Collected data
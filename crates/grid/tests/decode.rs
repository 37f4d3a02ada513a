use gridstate_grid::{
    GRID_COLUMNS, GridConfig, GridCoord, GridError, bin_state_to_grid_coordinates,
    bin_state_to_grid_coordinates_with, parse_binary_state,
};
use rand::rngs::StdRng;
use rand::{Rng, SeedableRng};

/// Random binary string of length `1..=max_len`.
fn random_state(rng: &mut StdRng, max_len: usize) -> String {
    let len = rng.random_range(1..=max_len);
    (0..len)
        .map(|_| if rng.random_bool(0.5) { '1' } else { '0' })
        .collect()
}

#[test]
fn row_times_width_plus_col_is_value() {
    let mut rng = StdRng::seed_from_u64(7);
    for _ in 0..2000 {
        let state = random_state(&mut rng, 63);
        let value = parse_binary_state(&state).unwrap();
        let GridCoord { row, col } = bin_state_to_grid_coordinates(&state).unwrap();
        assert!(col < GRID_COLUMNS, "state {state}: col {col}");
        assert_eq!(
            row * GRID_COLUMNS as u128 + col as u128,
            value,
            "state {state}"
        );
    }
}

#[test]
fn agrees_with_std_radix_parse() {
    let mut rng = StdRng::seed_from_u64(11);
    for _ in 0..500 {
        let state = random_state(&mut rng, 40);
        let expected = u64::from_str_radix(&state, 2).unwrap() as u128;
        let coord = bin_state_to_grid_coordinates(&state).unwrap();
        assert_eq!(coord, GridCoord::from_index(expected, 3).unwrap(), "state {state}");
        assert_eq!(coord.index(3), Some(expected));
    }
}

#[test]
fn every_cell_of_three_by_three_grid() {
    for value in 0..9usize {
        let state = format!("{value:04b}");
        let coord = bin_state_to_grid_coordinates(&state).unwrap();
        assert_eq!(coord.into_tuple(), ((value / 3) as u128, value % 3));
        assert!(GridConfig::new().with_rows(Some(3)).contains(coord));
    }
}

#[test]
fn wider_grids_keep_the_decomposition() {
    let mut rng = StdRng::seed_from_u64(3);
    for columns in 1..=8 {
        let cfg = GridConfig::new().with_columns(columns);
        for _ in 0..100 {
            let state = random_state(&mut rng, 32);
            let value = parse_binary_state(&state).unwrap();
            let coord = bin_state_to_grid_coordinates_with(&state, &cfg).unwrap();
            assert!(coord.col < columns);
            assert_eq!(
                coord.index(columns),
                Some(value),
                "state {state}, columns {columns}"
            );
        }
    }
}

#[test]
fn malformed_states_fail_without_partial_result() {
    assert!(matches!(
        bin_state_to_grid_coordinates(""),
        Err(GridError::EmptyState)
    ));
    assert!(matches!(
        bin_state_to_grid_coordinates("01a1"),
        Err(GridError::InvalidDigit {
            digit: 'a',
            position: 2
        })
    ));
    assert!(matches!(
        bin_state_to_grid_coordinates("１"),
        Err(GridError::InvalidDigit { position: 0, .. })
    ));
}

#[test]
fn full_width_states_decode_and_index() {
    let mut rng = StdRng::seed_from_u64(19);
    for _ in 0..500 {
        let state = random_state(&mut rng, 128);
        let value = parse_binary_state(&state).unwrap();
        let coord = bin_state_to_grid_coordinates(&state).unwrap();
        assert!(coord.col < GRID_COLUMNS, "state {state}");
        assert_eq!(coord.index(GRID_COLUMNS), Some(value), "state {state}");
    }

    // 65 bits: the value no longer fits in a 64-bit usize.
    let state = "1".repeat(65);
    let coord = bin_state_to_grid_coordinates(&state).unwrap();
    assert_eq!(coord.index(3), Some((1u128 << 65) - 1));
}

#[test]
fn states_past_128_significant_bits_overflow() {
    let state = "1".repeat(129);
    assert!(matches!(
        bin_state_to_grid_coordinates(&state),
        Err(GridError::Overflow { len: 129 })
    ));
}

Task to carry out
Exactly the lines from the start of the entries through the one bearing "Random binary string" are to be output, with both ends included.

Response box
filename crates/grid/tests/decode.rs
repository 37f4d3a02ada513a
use gridstate_grid::{
    GRID_COLUMNS, GridConfig, GridCoord, GridError, bin_state_to_grid_coordinates,
    bin_state_to_grid_coordinates_with, parse_binary_state,
};
use rand::rngs::StdRng;
use rand::{Rng, SeedableRng};

/// Random binary string of length `1..=max_len`.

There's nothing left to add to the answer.